No whalefall had ever been seen by a human eye until 1977, when, in the course of submersible training, a US Navy crew discovered a grey- whale skeleton laid out on the stiff clay of an abyss west of Santa Catalina, more than 4,000 feet down. After that, scientists deliberately sank cetacean carcasses to track what creaturely communities transitioned on and around them. One estimate holds that there may be as many as 690,000 whalefalls coming undone at this very moment. Over half a million dead whales lying on the basement floor of the Earth, jiggling with life.
The remaining bones of the dead whale on the sea floor are stripped, hollowed, and then they fluff up with flounces of silver-white bacteria, so that it appears as if the skeleton is draped in metres of downy towelling. There the bones stay, lashed softly by microbes. Decades may pass, a hundred years even, before nothing remains — only a dent that holds the dark darker.
In undersea sites bereft of seasons (as we are wont to understand the seasons), a whalefall is tantamount to springtime — a fountain of life; spectacular, then squalid. A whale in the wild goes on enriching our planet, tick-tocking with animate energy, long after its demise. So the death of a whale proves meaningful to a vibrant host of dependent creatures, even as it may look senseless from the shore. The story of whalefall — I found it emotional. Whalefalls outvied the crowd’s loss, describing instead, a great, pluripotent detonation of life striking from a whale’s demise. In the flatlining of a whale, in the falling apart of its colossal body, this story seeded the rise of organisms more spellbinding and weirder than any I had ever heard of, or dimly pictured before. How little is yet known about the wildness that attends the whale, I realised, and how well the world is built to work without us.

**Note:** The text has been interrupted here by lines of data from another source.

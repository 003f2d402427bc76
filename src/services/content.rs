//! Single-job generation: one fabric photo in, one on-model image and a pair
//! of captions out.

use tracing::{info, warn};
use uuid::Uuid;

use super::classifier::detect_human_presence;
use super::invoker::{generate_captions, generate_image};
use super::pipeline::Pipeline;
use super::prompts::{PromptContext, build_image_prompt, select_template};
use super::reconciler::finalize_content;
use super::resolver::resolve_background;
use super::storage::{extension_for_content_type, generated_image_key};
use crate::error::{AppError, AppResult};
use crate::models::{
    Captions, ContentWrite, GenerateContentRequest, GenerateContentResponse, ResultStatus,
    UploadKind,
};

/// Message returned when both image attempts came back without an image.
pub const GENERATION_FAILED_MESSAGE: &str = "Failed to generate image. Please try again.";

fn non_blank(value: Option<&str>) -> Option<String> {
    value
        .map(str::trim)
        .filter(|v| !v.is_empty())
        .map(str::to_string)
}

/// Generate (or regenerate) content for one fabric upload.
pub async fn generate_content(
    pipeline: &Pipeline,
    user_id: Uuid,
    request: GenerateContentRequest,
) -> AppResult<GenerateContentResponse> {
    let source_id = request
        .source_id
        .ok_or_else(|| AppError::InvalidInput("sourceId is required".to_string()))?;
    let source_image_url = non_blank(request.source_image_url.as_deref())
        .ok_or_else(|| AppError::InvalidInput("sourceImageUrl is required".to_string()))?;

    let repo = pipeline.repo.as_ref();

    let fabric = repo
        .find_fabric_image(user_id, source_id)
        .await?
        .ok_or_else(|| AppError::NotFound("Fabric image".to_string()))?;

    if let Some(result_id) = request.result_id {
        let existing = repo
            .find_generated_content(user_id, result_id)
            .await?
            .ok_or_else(|| AppError::NotFound(format!("Content {}", result_id)))?;
        if existing.fabric_id != fabric.id {
            return Err(AppError::InvalidInput(format!(
                "Content {} was not generated from fabric {}",
                result_id, fabric.id
            )));
        }
    }

    let upload_kind = request.upload_kind.unwrap_or(fabric.upload_type);
    if upload_kind == UploadKind::LabeledMultiFabric {
        return Err(AppError::InvalidInput(
            "Labeled multi-fabric photos are generated through /multi-fabric".to_string(),
        ));
    }
    let custom_prompt = non_blank(request.custom_instructions.as_deref());
    let mannequin_url = non_blank(request.mannequin_reference_url.as_deref());
    let background_url = resolve_background(
        repo,
        pipeline.picker.as_ref(),
        user_id,
        request.background_image_url.as_deref(),
    )
    .await?;

    let has_human_model = match upload_kind {
        UploadKind::Fabric => {
            detect_human_presence(
                pipeline.model.as_ref(),
                &pipeline.models.vision_model,
                &source_image_url,
            )
            .await
        }
        _ => false,
    };

    let ctx = PromptContext {
        custom_prompt: custom_prompt.clone(),
        background_provided: background_url.is_some(),
        mannequin_reference_provided: mannequin_url.is_some(),
        ..PromptContext::for_source_photo(upload_kind, has_human_model)
    };
    let prompt = build_image_prompt(&ctx);

    info!(
        %user_id,
        fabric_id = %fabric.id,
        upload_kind = upload_kind.as_str(),
        template = ?select_template(&ctx),
        regenerate = request.result_id.is_some(),
        background = background_url.is_some(),
        "Generating content"
    );

    let mut references = vec![source_image_url.clone()];
    references.extend(mannequin_url.iter().cloned());
    references.extend(background_url.iter().cloned());

    let image = generate_image(
        pipeline.model.as_ref(),
        &pipeline.models.image_model,
        &prompt,
        &references,
    )
    .await?;

    let Some(image) = image else {
        warn!(%user_id, fabric_id = %fabric.id, "No image after retry, recording failed generation");
        let write = ContentWrite {
            fabric_id: fabric.id,
            model_image_url: None,
            background_image_url: background_url,
            captions: Captions::default(),
            generation_status: ResultStatus::Failed,
            error_message: Some(GENERATION_FAILED_MESSAGE.to_string()),
        };
        finalize_content(repo, user_id, request.result_id, &write).await?;
        return Err(AppError::GenerationFailed(GENERATION_FAILED_MESSAGE.to_string()));
    };

    let key = generated_image_key(
        user_id,
        "model",
        extension_for_content_type(&image.mime_type),
    );
    let image_url = pipeline
        .objects
        .put_public(&key, image.bytes, &image.mime_type)
        .await?;

    let mut caption_context = vec![format!("Upload type: {}", upload_kind.as_str())];
    if let Some(custom) = &custom_prompt {
        caption_context.push(format!("Seller notes: {}", custom));
    }
    let captions = generate_captions(
        pipeline.model.as_ref(),
        &pipeline.models.caption_model,
        &source_image_url,
        &caption_context,
    )
    .await;

    let write = ContentWrite {
        fabric_id: fabric.id,
        model_image_url: Some(image_url.clone()),
        background_image_url: background_url,
        captions,
        generation_status: ResultStatus::Completed,
        error_message: None,
    };
    let content = finalize_content(repo, user_id, request.result_id, &write).await?;

    Ok(GenerateContentResponse {
        success: true,
        content_id: content.id,
        generated_image_url: image_url,
        caption_primary: write.captions.primary,
        caption_secondary: write.captions.secondary,
    })
}
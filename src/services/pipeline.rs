//! Shared handles for the generation services.

use std::sync::Arc;

use tracing::warn;
use uuid::Uuid;

use super::ai_gateway::GenerativeModel;
use super::audio::AudioSynthesizer;
use super::resolver::BackgroundPicker;
use super::storage::ObjectStore;
use crate::config::AiSettings;
use crate::db::ContentRepository;
use crate::error::{AppError, AppResult};
use crate::models::JobStatus;

/// Gateway model names per task.
#[derive(Debug, Clone, PartialEq, Eq)]
pub struct ModelSettings {
    pub image_model: String,
    pub caption_model: String,
    pub vision_model: String,
}

impl From<&AiSettings> for ModelSettings {
    fn from(settings: &AiSettings) -> Self {
        Self {
            image_model: settings.image_model.clone(),
            caption_model: settings.caption_model.clone(),
            vision_model: settings.vision_model.clone(),
        }
    }
}

/// Collaborators used by every pipeline operation. Shared as `web::Data`.
#[derive(Clone)]
pub struct Pipeline {
    pub repo: Arc<dyn ContentRepository>,
    pub model: Arc<dyn GenerativeModel>,
    pub audio: Arc<dyn AudioSynthesizer>,
    pub objects: Arc<dyn ObjectStore>,
    pub picker: Arc<dyn BackgroundPicker>,
    pub models: ModelSettings,
    /// Upper bound on samples per multi-fabric job
    pub max_samples: usize,
}

/// Move a job from `from` to `to`, persisting the new status.
///
/// Transitions outside the job state table are logged and rejected.
pub async fn advance_job(
    repo: &dyn ContentRepository,
    job_id: Uuid,
    from: JobStatus,
    to: JobStatus,
    error_message: Option<String>,
) -> AppResult<JobStatus> {
    let next = from.transition(to).map_err(|e| {
        warn!(%job_id, error = %e, "Rejected job transition");
        AppError::InvalidInput(format!("Job is {}, cannot move to {}", from, to))
    })?;

    repo.set_job_status(job_id, next, error_message).await?;
    Ok(next)
}

/// Best-effort move to `failed` after an error; a failed write is only logged.
pub async fn fail_job(repo: &dyn ContentRepository, job_id: Uuid, from: JobStatus, message: &str) {
    if let Err(e) = advance_job(
        repo,
        job_id,
        from,
        JobStatus::Failed,
        Some(message.to_string()),
    )
    .await
    {
        warn!(%job_id, error = %e, "Failed to mark job as failed");
    }
}
//! HTTP middleware.

mod request_logger;

pub use request_logger::RequestLogger;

But what message should we, who never venture to these depths, take from the whalefall — what does this story boil down to? What I carry forward is this: Nothing ends without adding vigour to the conditions under which new beginnings are conceived. No state is condemned to be changeless. As would reveal itself to be true of my own contact with the stranded humpback in Perth, the death of a whale can prove not a tragedy, but a turning point.
Low tide arrived towards the close: a small group of people persevering. I shuffled in to hear the humpback’s irregular gasps. Whales are conscious breathers, which means they have to remember to do it. The whale’s eye — the colour of midnight, mid-ocean — had no eyelashes and, according to another wildlife officer, no tear ducts (for what would be the point of crying in the ocean?). I could not catch its gaze. Did the whale see where it was? Could it grasp the destiny being prepared for it: not the plenteous, oceanic dark, but the rubbish heap? Despite the whale’s prodigious size, we understood that it shared certain traits with people: whales being social animals, affectionate with their young. We’d heard whales possessed brains complex enough to imply the capacity for abstract thought, native concepts of time and self. And, maybe, death?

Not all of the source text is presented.